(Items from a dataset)
********************
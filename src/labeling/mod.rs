//! Station labeling: layered graph resolution, the station listing and the
//! edit state of station forms.

pub mod aggregator;
pub mod directory;
pub mod form;
pub mod resolver;
pub mod rows;
pub mod service;
pub mod status;
pub mod theme;

pub use aggregator::{first_values, group_by, group_by_subject, SubjectGroups};
pub use directory::{summarize_stations, StationSummary};
pub use form::{FormError, StationForm, StationRecord};
pub use resolver::{
    compile_station_info, merge, merge_with_fallback, LayerGraphs, MergedRecord, MergedValue,
    PropertyLookup, Provenance,
};
pub use rows::{StationFile, StationPiRow, Triple};
pub use service::{
    DataSourceError, DataSourceHandle, LabelingError, LabelingService, StationDataSource,
    StationInfo,
};
pub use status::{ApplicationStatus, Severity, StatusError};
pub use theme::Theme;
********************
» **Directions for this task**
Every line that holds the word "status" should be copied from the records above.

» **Answer to this exercise**
pub mod status;
pub use status::{ApplicationStatus, Severity, StatusError};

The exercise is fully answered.